[Opening Exercise materials section]

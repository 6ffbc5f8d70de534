use std::path::{Component, Path, PathBuf};
use std::process;

use clap::{Args, Parser, Subcommand};

use vcap_core::annotation::domain::frame_stamper::FrameStamper;
use vcap_core::annotation::infrastructure::hershey_text_renderer::HersheyTextRenderer;
use vcap_core::annotation::infrastructure::opencv_rectangle_renderer::OpenCvRectangleRenderer;
use vcap_core::detection::domain::detection_pass::DetectionPass;
use vcap_core::detection::infrastructure::cascade_resolver;
use vcap_core::detection::infrastructure::haar_cascade_detector::HaarCascadeDetector;
use vcap_core::pipeline::assemble_video_use_case::AssembleVideoUseCase;
use vcap_core::pipeline::pipeline_logger::StdoutPipelineLogger;
use vcap_core::pipeline::session_config::SessionConfig;
use vcap_core::pipeline::video_session_use_case::{CaptureStages, VideoSessionUseCase};
use vcap_core::segmentation::domain::background_subtractor::{
    BackgroundSubtractor, SubtractorAlgorithm,
};
use vcap_core::segmentation::infrastructure::opencv_background_subtractor::OpenCvBackgroundSubtractor;
use vcap_core::segmentation::infrastructure::opencv_compositor::OpenCvCompositor;
use vcap_core::shared::constants::{
    ASSEMBLED_FPS, ASSEMBLED_VIDEO_NAME, BOX_THICKNESS, DEFAULT_CAMERA_INDEX,
    DEFAULT_CAPTURE_HEIGHT, DEFAULT_CAPTURE_WIDTH, DEFAULT_OUTPUT_DIR, EYE_BOX_COLOR,
    EYE_CASCADE_NAME, EYE_MIN_SIZE, FACE_BOX_COLOR, FACE_CASCADE_NAME, FACE_MIN_SIZE,
    FRAMES_DIR_NAME, OUTPUT_FOURCC, OUTPUT_FPS,
};
use vcap_core::video::domain::frame_display::FrameDisplay;
use vcap_core::video::infrastructure::headless_display::HeadlessDisplay;
use vcap_core::video::infrastructure::highgui_display::HighguiDisplay;
use vcap_core::video::infrastructure::image_file_reader::ImageFileReader;
use vcap_core::video::infrastructure::image_file_writer::ImageFileWriter;
use vcap_core::video::infrastructure::opencv_capture::OpenCvCapture;
use vcap_core::video::infrastructure::opencv_video_writer::OpenCvVideoWriter;

/// Webcam capture and playback with timestamping, eye/face detection and
/// background masking.
#[derive(Parser)]
#[command(name = "vcap", version)]
struct Cli {
    #[command(subcommand)]
    command: Command,
}

#[derive(Subcommand)]
enum Command {
    /// Record from a camera into PATH/default.mp4.
    Capture(CaptureArgs),
    /// Play a video file with its foreground mask.
    Play(PlayArgs),
    /// Build PATH/crafted.avi from the snapshots in PATH/frames.
    Assemble(AssembleArgs),
}

#[derive(Args)]
struct CaptureArgs {
    /// Output directory.
    #[arg(default_value = DEFAULT_OUTPUT_DIR)]
    path: PathBuf,

    /// Run without windows. Requires --max-frames, since no key can stop it.
    #[arg(long)]
    headless: bool,

    /// Output video file name inside PATH.
    #[arg(long)]
    output: Option<String>,

    /// Save every composite as PATH/frames/<index>.png.
    #[arg(long)]
    save_frames: bool,

    /// Requested capture width.
    #[arg(long, default_value_t = DEFAULT_CAPTURE_WIDTH)]
    width: u32,

    /// Requested capture height.
    #[arg(long, default_value_t = DEFAULT_CAPTURE_HEIGHT)]
    height: u32,

    /// Background subtractor: knn or mog2.
    #[arg(long, default_value = "knn")]
    subtractor: String,

    /// Directory holding the Haar cascade XML files.
    #[arg(long)]
    cascade_dir: Option<PathBuf>,

    /// Camera device index.
    #[arg(long, default_value_t = DEFAULT_CAMERA_INDEX)]
    camera: i32,

    /// Stop after this many frames.
    #[arg(long)]
    max_frames: Option<usize>,
}

#[derive(Args)]
struct PlayArgs {
    /// Video file to play.
    path: PathBuf,

    /// Run without windows.
    #[arg(long)]
    headless: bool,

    /// Background subtractor: knn or mog2.
    #[arg(long, default_value = "knn")]
    subtractor: String,
}

#[derive(Args)]
struct AssembleArgs {
    /// Directory containing the frames/ snapshot folder.
    #[arg(default_value = DEFAULT_OUTPUT_DIR)]
    path: PathBuf,
}

fn main() {
    env_logger::init();

    if let Err(e) = run() {
        eprintln!("Error: {e}");
        process::exit(1);
    }
}

fn run() -> Result<(), Box<dyn std::error::Error>> {
    let cli = Cli::parse();
    validate(&cli)?;

    match cli.command {
        Command::Capture(args) => {
            run_capture(args)?;
            println!("cap test passed successfully!");
        }
        Command::Play(args) => {
            run_play(args)?;
            println!("play test passed successfully!");
        }
        Command::Assemble(args) => run_assemble(&args.path)?,
    }

    Ok(())
}

fn run_capture(args: CaptureArgs) -> Result<(), Box<dyn std::error::Error>> {
    let algorithm: SubtractorAlgorithm = args.subtractor.parse()?;
    let passes = build_detection_passes(args.cascade_dir.as_deref())?;

    let config = SessionConfig::capture(&args.path, args.output.as_deref())
        .with_save_frames(args.save_frames)
        .with_max_frames(args.max_frames);
    let source = OpenCvCapture::camera(args.camera).with_size(args.width, args.height);
    let writer = OpenCvVideoWriter::new()
        .with_fourcc(OUTPUT_FOURCC)
        .with_fps(OUTPUT_FPS);

    let stages = CaptureStages {
        writer: Box::new(writer),
        stamper: Some(FrameStamper::new(Box::new(HersheyTextRenderer::new()))),
        passes,
        compositor: Box::new(OpenCvCompositor::default()),
        snapshots: Some(Box::new(ImageFileWriter::new())),
    };

    let mut session = VideoSessionUseCase::capture(
        config,
        Box::new(source),
        build_subtractor(algorithm)?,
        build_display(args.headless),
        stages,
    )
    .with_logger(Box::new(StdoutPipelineLogger::default()));

    let report = session.execute()?;
    log::info!(
        "Recorded {} frames to {}",
        report.frames_written,
        session
            .config()
            .destination
            .as_deref()
            .unwrap_or(&args.path)
            .display()
    );
    Ok(())
}

fn run_play(args: PlayArgs) -> Result<(), Box<dyn std::error::Error>> {
    let algorithm: SubtractorAlgorithm = args.subtractor.parse()?;
    let config = SessionConfig::playback(&args.path);

    let mut session = VideoSessionUseCase::playback(
        config,
        Box::new(OpenCvCapture::file(&args.path)),
        build_subtractor(algorithm)?,
        build_display(args.headless),
    )
    .with_logger(Box::new(StdoutPipelineLogger::default()));

    let report = session.execute()?;
    log::info!("Played {} frames of {}", report.frames_read, args.path.display());
    Ok(())
}

fn run_assemble(dir: &Path) -> Result<(), Box<dyn std::error::Error>> {
    let output = dir.join(ASSEMBLED_VIDEO_NAME);
    let writer = OpenCvVideoWriter::new()
        .with_fourcc(OUTPUT_FOURCC)
        .with_fps(ASSEMBLED_FPS);

    let mut use_case =
        AssembleVideoUseCase::new(Box::new(ImageFileReader::new()), Box::new(writer));
    let written = use_case.execute(&dir.join(FRAMES_DIR_NAME), &output)?;
    log::info!("Assembled {written} frames into {}", output.display());
    Ok(())
}

fn build_detection_passes(
    cascade_dir: Option<&Path>,
) -> Result<Vec<DetectionPass>, Box<dyn std::error::Error>> {
    let specs = [
        ("eyes", EYE_CASCADE_NAME, EYE_MIN_SIZE, EYE_BOX_COLOR),
        ("face", FACE_CASCADE_NAME, FACE_MIN_SIZE, FACE_BOX_COLOR),
    ];

    let mut passes = Vec::with_capacity(specs.len());
    for (label, name, min_size, color) in specs {
        log::info!("Resolving cascade: {name}");
        let path =
            cascade_resolver::resolve(name, cascade_dir, Some(Box::new(download_progress)))?;
        let detector = HaarCascadeDetector::new(&path, min_size)?;
        passes.push(DetectionPass::new(
            label,
            Box::new(detector),
            Box::new(OpenCvRectangleRenderer::new()),
            color,
            BOX_THICKNESS,
        ));
    }
    Ok(passes)
}

fn build_subtractor(
    algorithm: SubtractorAlgorithm,
) -> Result<Box<dyn BackgroundSubtractor>, Box<dyn std::error::Error>> {
    log::info!("Using {algorithm} background subtractor");
    Ok(Box::new(OpenCvBackgroundSubtractor::new(algorithm)?))
}

fn build_display(headless: bool) -> Box<dyn FrameDisplay> {
    if headless {
        Box::new(HeadlessDisplay::new())
    } else {
        Box::new(HighguiDisplay::new())
    }
}

fn validate(cli: &Cli) -> Result<(), Box<dyn std::error::Error>> {
    match &cli.command {
        Command::Capture(args) => {
            if args.width == 0 || args.height == 0 {
                return Err(format!(
                    "Capture size must be non-zero, got {}x{}",
                    args.width, args.height
                )
                .into());
            }
            if args.camera < 0 {
                return Err(format!("Camera index must be >= 0, got {}", args.camera).into());
            }
            if args.max_frames == Some(0) {
                return Err("--max-frames must be at least 1".into());
            }
            if args.headless && args.max_frames.is_none() {
                return Err("--headless capture needs --max-frames to stop".into());
            }
            if let Some(name) = &args.output {
                if !is_plain_file_name(name) {
                    return Err(format!("Invalid output file name: '{name}'").into());
                }
            }
            if let Some(dir) = &args.cascade_dir {
                if !dir.is_dir() {
                    return Err(format!("Cascade directory not found: {}", dir.display()).into());
                }
            }
            args.subtractor.parse::<SubtractorAlgorithm>()?;
        }
        Command::Play(args) => {
            if !args.path.exists() {
                return Err(format!("Input file not found: {}", args.path.display()).into());
            }
            args.subtractor.parse::<SubtractorAlgorithm>()?;
        }
        Command::Assemble(args) => {
            let frames = args.path.join(FRAMES_DIR_NAME);
            if !frames.is_dir() {
                return Err(format!("Frames directory not found: {}", frames.display()).into());
            }
        }
    }
    Ok(())
}

/// A single normal path component: no directories, no `.` or `..`.
fn is_plain_file_name(name: &str) -> bool {
    let mut components = Path::new(name).components();
    matches!(
        (components.next(), components.next()),
        (Some(Component::Normal(_)), None)
    )
}

fn download_progress(downloaded: u64, total: u64) {
    if total > 0 {
        let pct = (downloaded as f64 / total as f64 * 100.0) as u32;
        eprint!("\rDownloading cascade... {pct}%");
    } else {
        eprint!("\rDownloading cascade... {downloaded} bytes");
    }
}

#[cfg(test)]
mod tests {
    use super::*;
    use rstest::rstest;

    fn parse(args: &[&str]) -> Cli {
        Cli::try_parse_from(args).unwrap()
    }

    #[test]
    fn test_capture_defaults() {
        let cli = parse(&["vcap", "capture"]);
        let Command::Capture(args) = &cli.command else {
            panic!("expected capture");
        };
        assert_eq!(args.path, PathBuf::from("videos"));
        assert!(!args.headless);
        assert_eq!((args.width, args.height), (640, 480));
        assert_eq!(args.subtractor, "knn");
        assert_eq!(args.camera, 0);
        assert!(validate(&cli).is_ok());
    }

    #[test]
    fn test_zero_size_rejected() {
        let cli = parse(&["vcap", "capture", "--width", "0"]);
        assert!(validate(&cli).is_err());
    }

    #[test]
    fn test_unknown_subtractor_rejected() {
        let cli = parse(&["vcap", "capture", "--subtractor", "gmg"]);
        let err = validate(&cli).unwrap_err();
        assert!(err.to_string().contains("gmg"));
    }

    #[test]
    fn test_play_requires_existing_file() {
        let cli = parse(&["vcap", "play", "/nonexistent/clip.mp4"]);
        assert!(validate(&cli).is_err());
    }

    #[test]
    fn test_play_requires_path() {
        assert!(Cli::try_parse_from(["vcap", "play"]).is_err());
    }

    #[test]
    fn test_headless_flag() {
        let cli = parse(&["vcap", "capture", "out", "--headless", "--max-frames", "5"]);
        let Command::Capture(args) = &cli.command else {
            panic!("expected capture");
        };
        assert!(args.headless);
        assert_eq!(args.max_frames, Some(5));
        assert_eq!(args.path, PathBuf::from("out"));
    }

    #[test]
    fn test_zero_max_frames_rejected() {
        let cli = parse(&["vcap", "capture", "--max-frames", "0"]);
        assert!(validate(&cli).is_err());
    }

    #[test]
    fn test_headless_capture_requires_frame_limit() {
        let cli = parse(&["vcap", "capture", "--headless"]);
        let err = validate(&cli).unwrap_err();
        assert!(err.to_string().contains("--max-frames"));

        let cli = parse(&["vcap", "capture", "--headless", "--max-frames", "5"]);
        assert!(validate(&cli).is_ok());
    }

    #[test]
    fn test_headless_play_needs_no_frame_limit() {
        let tmp = tempfile::NamedTempFile::new().unwrap();
        let path = tmp.path().to_str().unwrap();
        let cli = parse(&["vcap", "play", path, "--headless"]);
        assert!(validate(&cli).is_ok());
    }

    #[rstest]
    #[case("clip.mp4", true)]
    #[case("sub/clip.mp4", false)]
    #[case("../clip.mp4", false)]
    #[case("/tmp/clip.mp4", false)]
    #[case("..", false)]
    fn test_output_must_be_a_bare_file_name(#[case] name: &str, #[case] accepted: bool) {
        let cli = parse(&["vcap", "capture", "--output", name]);
        assert_eq!(validate(&cli).is_ok(), accepted);
    }

    #[test]
    fn test_empty_and_dot_names_are_not_plain() {
        assert!(!is_plain_file_name(""));
        assert!(!is_plain_file_name("."));
        assert!(is_plain_file_name("take-2.mp4"));
    }
}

[Closing Exercise materials section]

What lines above contain "HersheyTextRenderer"? Copy them out.

## Reply
use vcap_core::annotation::infrastructure::hershey_text_renderer::HersheyTextRenderer;
        stamper: Some(FrameStamper::new(Box::new(HersheyTextRenderer::new()))),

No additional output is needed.